## Exercise aim
Please output the entries below from the line that contains "mock.assert_async().await;" through the final line, reproduced exactly and alone.

───── Data supplied

// Route exports
pub mod score;

use actix_web::{error, web, HttpRequest, HttpResponse};
use crate::models::ErrorResponse;

pub const API_PREFIX: &str = "/v1";

pub fn configure_routes(cfg: &mut web::ServiceConfig) {
    cfg.service(
        web::scope(API_PREFIX)
            .route("/health", web::get().to(score::health_check))
            .configure(score::configure),
    );
}

/// JSON extractor settings with errors rendered as [`ErrorResponse`]
pub fn json_config() -> web::JsonConfig {
    web::JsonConfig::default()
        .limit(32 * 1024 * 1024)
        .error_handler(handle_json_payload_error)
}

/// Handle JSON payload errors, including undecodable base64 images
pub fn handle_json_payload_error(err: error::JsonPayloadError, req: &HttpRequest) -> actix_web::Error {
    tracing::info!("JSON payload error on {}: {}", req.path(), err);
    let body = ErrorResponse {
        error: "invalid_json".to_string(),
        message: format!("Invalid JSON: {}", err),
        status_code: 400,
        details: vec![],
    };
    error::InternalError::from_response(err, HttpResponse::BadRequest().json(body)).into()
}
use async_trait::async_trait;
use base64::{engine::general_purpose::STANDARD, Engine as _};
use reqwest::Client;
use serde::Deserialize;
use serde_json::json;
use std::time::Duration;
use thiserror::Error;

/// Errors that can occur when calling the OCR backend
#[derive(Debug, Error)]
pub enum OcrError {
    #[error("OCR request failed: {0}")]
    RequestError(#[from] reqwest::Error),

    #[error("OCR API returned error: {0}")]
    ApiError(String),

    #[error("Invalid OCR response: {0}")]
    InvalidResponse(String),
}

/// How text is read back from an image
#[derive(Debug, Clone, Copy, PartialEq, Eq)]
pub enum OcrMode {
    /// Text as laid out by the OCR engine
    Plain,
    /// Text rebuilt line by line from word bounding polygons
    BoundingPolys,
}

/// Text recognition engine
#[async_trait]
pub trait Ocr: Send + Sync {
    async fn image_to_text(&self, image: &[u8], mode: OcrMode) -> Result<String, OcrError>;
}

#[derive(Debug, Deserialize)]
struct AnnotateResponse {
    #[serde(default)]
    responses: Vec<AnnotateImageResponse>,
}

#[derive(Debug, Deserialize)]
#[serde(rename_all = "camelCase")]
struct AnnotateImageResponse {
    #[serde(default)]
    text_annotations: Vec<EntityAnnotation>,
    full_text_annotation: Option<FullTextAnnotation>,
    error: Option<ApiStatus>,
}

#[derive(Debug, Deserialize)]
struct FullTextAnnotation {
    #[serde(default)]
    text: String,
}

#[derive(Debug, Deserialize)]
struct ApiStatus {
    #[serde(default)]
    message: String,
}

#[derive(Debug, Clone, Deserialize)]
#[serde(rename_all = "camelCase")]
pub(crate) struct EntityAnnotation {
    #[serde(default)]
    pub description: String,
    pub bounding_poly: Option<BoundingPoly>,
}

#[derive(Debug, Clone, Deserialize)]
pub(crate) struct BoundingPoly {
    #[serde(default)]
    pub vertices: Vec<Vertex>,
}

// Vision omits zero coordinates
#[derive(Debug, Clone, Copy, Deserialize)]
pub(crate) struct Vertex {
    #[serde(default)]
    pub x: f64,
    #[serde(default)]
    pub y: f64,
}

/// Google Cloud Vision text detection client
pub struct GoogleVisionOcr {
    endpoint: String,
    api_key: Option<String>,
    client: Client,
}

impl GoogleVisionOcr {
    pub fn new(endpoint: String, api_key: Option<String>, timeout: Duration) -> Result<Self, OcrError> {
        let client = Client::builder().timeout(timeout).build()?;

        Ok(Self {
            endpoint,
            api_key,
            client,
        })
    }

    fn annotate_url(&self) -> String {
        match &self.api_key {
            Some(key) => format!("{}?key={}", self.endpoint, urlencoding::encode(key)),
            None => self.endpoint.clone(),
        }
    }
}

#[async_trait]
impl Ocr for GoogleVisionOcr {
    async fn image_to_text(&self, image: &[u8], mode: OcrMode) -> Result<String, OcrError> {
        let payload = json!({
            "requests": [{
                "image": { "content": STANDARD.encode(image) },
                "features": [{ "type": "TEXT_DETECTION" }],
            }]
        });

        tracing::debug!("Sending {} byte image to OCR ({:?})", image.len(), mode);

        let response = self
            .client
            .post(self.annotate_url())
            .json(&payload)
            .send()
            .await?;

        if !response.status().is_success() {
            let status = response.status();
            let body = response.text().await.unwrap_or_else(|_| "Unable to read body".to_string());
            tracing::error!("OCR request failed: {} - {}", status, body);
            return Err(OcrError::ApiError(format!("status {}", status)));
        }

        let annotated: AnnotateResponse = response
            .json()
            .await
            .map_err(|e| OcrError::InvalidResponse(e.to_string()))?;

        let Some(result) = annotated.responses.into_iter().next() else {
            return Ok(String::new());
        };

        if let Some(error) = result.error {
            return Err(OcrError::ApiError(error.message));
        }

        let text = match mode {
            OcrMode::Plain => result
                .full_text_annotation
                .map(|annotation| annotation.text)
                .or_else(|| result.text_annotations.first().map(|a| a.description.clone()))
                .unwrap_or_default(),
            // The first annotation is the whole text block, the rest are words
            OcrMode::BoundingPolys => lines_from_bounding_polys(result.text_annotations.get(1..).unwrap_or(&[])),
        };

        Ok(text)
    }
}

struct PlacedWord<'a> {
    text: &'a str,
    left: f64,
    center_y: f64,
    half_height: f64,
}

/// Rebuild reading order from word annotations.
///
/// Words are grouped into a line while their vertical centre stays within
/// half a word height of the line's first word, then ordered left to right.
pub(crate) fn lines_from_bounding_polys(words: &[EntityAnnotation]) -> String {
    let mut placed: Vec<PlacedWord> = words
        .iter()
        .filter_map(|word| {
            let vertices = &word.bounding_poly.as_ref()?.vertices;
            if vertices.is_empty() {
                return None;
            }
            let min_y = vertices.iter().map(|v| v.y).fold(f64::INFINITY, f64::min);
            let max_y = vertices.iter().map(|v| v.y).fold(f64::NEG_INFINITY, f64::max);
            let left = vertices.iter().map(|v| v.x).fold(f64::INFINITY, f64::min);
            Some(PlacedWord {
                text: word.description.as_str(),
                left,
                center_y: (min_y + max_y) / 2.0,
                half_height: ((max_y - min_y) / 2.0).max(1.0),
            })
        })
        .collect();

    placed.sort_by(|a, b| a.center_y.total_cmp(&b.center_y));

    let mut lines: Vec<Vec<PlacedWord>> = Vec::new();
    for word in placed {
        let same_line = lines
            .last()
            .is_some_and(|line| (word.center_y - line[0].center_y).abs() <= line[0].half_height);

        match lines.last_mut() {
            Some(line) if same_line => line.push(word),
            _ => lines.push(vec![word]),
        }
    }

    lines
        .into_iter()
        .map(|mut line| {
            line.sort_by(|a, b| a.left.total_cmp(&b.left));
            line.iter().map(|w| w.text).collect::<Vec<_>>().join(" ")
        })
        .collect::<Vec<_>>()
        .join("\n")
}

#[cfg(test)]
mod tests {
    use super::*;

    fn word(text: &str, x: f64, y: f64) -> EntityAnnotation {
        EntityAnnotation {
            description: text.to_string(),
            bounding_poly: Some(BoundingPoly {
                vertices: vec![
                    Vertex { x, y },
                    Vertex { x: x + 20.0, y },
                    Vertex { x: x + 20.0, y: y + 10.0 },
                    Vertex { x, y: y + 10.0 },
                ],
            }),
        }
    }

    #[test]
    fn test_bounding_polys_rebuild_lines() {
        let words = vec![
            word("cotton", 40.0, 1.0),
            word("in", 30.0, 30.0),
            word("100%", 0.0, 0.0),
            word("made", 0.0, 31.0),
            word("portugal", 60.0, 29.0),
        ];

        let text = lines_from_bounding_polys(&words);
        assert_eq!(text, "100% cotton\nmade in portugal");
    }

    #[test]
    fn test_words_without_polygons_are_skipped() {
        let words = vec![
            EntityAnnotation {
                description: "ghost".to_string(),
                bounding_poly: None,
            },
            word("wool", 0.0, 0.0),
        ];

        assert_eq!(lines_from_bounding_polys(&words), "wool");
    }

    #[test]
    fn test_annotate_url_carries_api_key() {
        let ocr = GoogleVisionOcr::new(
            "https://vision.test/v1/images:annotate".to_string(),
            Some("k&y".to_string()),
            Duration::from_secs(5),
        )
        .unwrap();

        assert_eq!(ocr.annotate_url(), "https://vision.test/v1/images:annotate?key=k%26y");
    }

    #[tokio::test]
    async fn test_plain_mode_reads_full_text() {
        let mut server = mockito::Server::new_async().await;
        let mock = server
            .mock("POST", "/v1/images:annotate")
            .with_status(200)
            .with_header("content-type", "application/json")
            .with_body(r#"{"responses":[{"textAnnotations":[{"description":"100% cotton"}],"fullTextAnnotation":{"text":"100% cotton\nmade in peru"}}]}"#)
            .create_async()
            .await;

        let ocr = GoogleVisionOcr::new(
            format!("{}/v1/images:annotate", server.url()),
            None,
            Duration::from_secs(5),
        )
        .unwrap();

        let text = ocr.image_to_text(b"png", OcrMode::Plain).await.unwrap();
        assert_eq!(text, "100% cotton\nmade in peru");
        mock.assert_async().await;
    }

    #[tokio::test]
    async fn test_api_error_is_surfaced() {
        let mut server = mockito::Server::new_async().await;
        server
            .mock("POST", "/annotate")
            .with_status(200)
            .with_body(r#"{"responses":[{"error":{"code":3,"message":"Bad image data."}}]}"#)
            .create_async()
            .await;

        let ocr = GoogleVisionOcr::new(format!("{}/annotate", server.url()), None, Duration::from_secs(5)).unwrap();

        let err = ocr.image_to_text(b"junk", OcrMode::Plain).await.unwrap_err();
        assert!(matches!(err, OcrError::ApiError(message) if message == "Bad image data."));
    }
}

──────────

## Exercise response
        mock.assert_async().await;
    }

    #[tokio::test]
    async fn test_api_error_is_surfaced() {
        let mut server = mockito::Server::new_async().await;
        server
            .mock("POST", "/annotate")
            .with_status(200)
            .with_body(r#"{"responses":[{"error":{"code":3,"message":"Bad image data."}}]}"#)
            .create_async()
            .await;

        let ocr = GoogleVisionOcr::new(format!("{}/annotate", server.url()), None, Duration::from_secs(5)).unwrap();

        let err = ocr.image_to_text(b"junk", OcrMode::Plain).await.unwrap_err();
        assert!(matches!(err, OcrError::ApiError(message) if message == "Bad image data."));
    }
}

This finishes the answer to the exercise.